The cab dropped me at a town house in Murray Hill that had a wrought-iron staircase leading up to the parlor floor. It was one of those sultry October days when the air is heavy with dawdling summer. A wisteria vine had twisted itself around the iron fence and hung off the landing. The blossoms had blown away months ago, but the brown stems were still covered with wispy green leaves. I felt as if I were marching up the steps of a real bordello.
A sullen-looking young thing in short shorts, thongs, and a halter top answered the bell. “Upstairs,” she said, pointing to the back of the house.
We were in a big front room with high windows, empty except for a couple of couches. I started climbing the stairs.
“All the way to the top,” the sentry yelled after me.

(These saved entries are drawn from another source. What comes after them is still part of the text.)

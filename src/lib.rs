#![doc = include_str!("../README.md")]
#![deny(missing_docs)]
#![forbid(unsafe_code)]

mod token_bucket_rate_limiter;
pub use token_bucket_rate_limiter::*;

mod bucket_state;
pub use bucket_state::*;

mod store;
pub use store::*;

#[cfg(any(feature = "redis-tokio", feature = "redis-smol"))]
mod redis_store;
#[cfg(any(feature = "redis-tokio", feature = "redis-smol"))]
pub use redis_store::*;

mod error;
pub use error::*;

mod common;
pub use common::{Capacity, RateLimitDecision, RefillIntervalSeconds};

#[cfg(test)]
mod tests;

mod test_bucket_state;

I passed a landing with doors on either side of it, then another one. I could hear Barry White on the turntable and, above his bass voice, women laughing. I followed the noise into a small room under the eaves, where three women sat on a built-in banquette around a large table. A stockpile of gleaming white cocaine had been heaped into a dish and set down smack in the middle like a centerpiece. I watched one of the women scoop what was at least a tablespoon of it onto a mirror. She started making lines with the precision of a jewel cutter.
“Time to wake up,” the woman said, handing the whole thing to me.
I was so struck by her instant generosity, I beamed with pleasure.
“Is this for everyone?” I asked, horrified that I might otherwise expose my greedy nature right off the bat.